Fact: Some of these purported trails will never exist in our lifetime. Others are really, really unsafe for even experienced bikers. (And that doesn’t include walkers, the primary users of the Bolin Creek trail in Chapel Hill.)
Claim 6: UNC had planned a bikeway connecting Estes Drive to Homestead Road via Seawell School Road that will be much less environmentally destructive, less costly for Carrboro taxpayers, and doesn’t cut through the middle of the forest. This project could be funded with Federal dollars at a fraction of the cost of the creekside route. Additionally, when UNC shuts down its coal plant, repurposing the rail tracks to a bikeway presents another alternate route.
Some of these routes are vaporware and not likely to take place in our lifetime. Others are really, really unsafe for kids. We outline them here: Bolin Creek Greenway Alternative Bike Map: “Not something I’d ever let my kids ride on”. And we chuckle at the claim that an alternative could be funded with “Federal dollars” at a fraction of the cost.
We can conserve the creek and provide many additional benefits through a small paved path — which will help transport kids to school, connect communities across Carrboro, and help restore the stream.
Sign below: Urge the Carrboro Town Council to conserve, not pave the Bolin Creek trail. Keep Bolin Wild!!!
We, the undersigned:
– Request the Town Council of Carrboro protect and preserve our forest and fight climate change by providing a natural undisturbed habitat for a diverse, healthy ecosystem for all humans, animals and plants;
– Oppose implementation of a ten-foot wide, concrete transportation route from Estes Drive to Homestead Road along Bolin Creek Phases 3 and 4;
– Support alternative routes outside the riparian zone such as the off-road bikeway along Seawell Road.

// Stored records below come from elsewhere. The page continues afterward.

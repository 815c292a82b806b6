use std::collections::{BTreeMap, BTreeSet};

use crate::firestore::model::{document_key::DocumentKey, timestamp::Timestamp};
use crate::firestore::remote::watch_change::WatchDocument;

/// Aggregated result of applying a batch of watch and write responses coming
/// from Firestore.
#[derive(Debug, Clone, Default)]
pub struct RemoteEvent {
    pub snapshot_version: Option<Timestamp>,
    pub target_changes: BTreeMap<i32, TargetChange>,
    pub target_resets: BTreeSet<i32>,
    /// Targets whose existence filter count disagreed with the locally
    /// accumulated document set. These require the unwatch/rewatch recovery
    /// dance, not just a local state reset.
    pub target_mismatches: BTreeSet<i32>,
    pub document_updates: BTreeMap<DocumentKey, Option<WatchDocument>>,
    pub resolved_limbo_documents: BTreeSet<DocumentKey>,
}

impl RemoteEvent {
    pub fn is_empty(&self) -> bool {
        self.target_changes.is_empty()
            && self.document_updates.is_empty()
            && self.target_resets.is_empty()
            && self.target_mismatches.is_empty()
            && self.resolved_limbo_documents.is_empty()
    }
}

/// Per-target change metadata mirroring the Firestore JS TargetChange type.
#[derive(Debug, Clone, Default)]
pub struct TargetChange {
    pub resume_token: Option<Vec<u8>>,
    pub current: bool,
    pub added_documents: BTreeSet<DocumentKey>,
    pub modified_documents: BTreeSet<DocumentKey>,
    pub removed_documents: BTreeSet<DocumentKey>,
}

The habitats of animals and the stream area are already being disturbed by people walking and biking along the creek. This is one of the key benefits to constructing the Bolin Creek Greenway in Carrboro: providing a defined paved surface along the heavily used easement will open up possibilities to reclaim and restore natural areas around the creek as part of the same project. These strategies are clearly outlined in the town’s 2009 Bolin Creek Greenway Concept Master Plan. In some areas, like where I was on my walk, the plan recommends a raised boardwalk or moving the trail further upland so that the damaged area near the creek can be regenerated.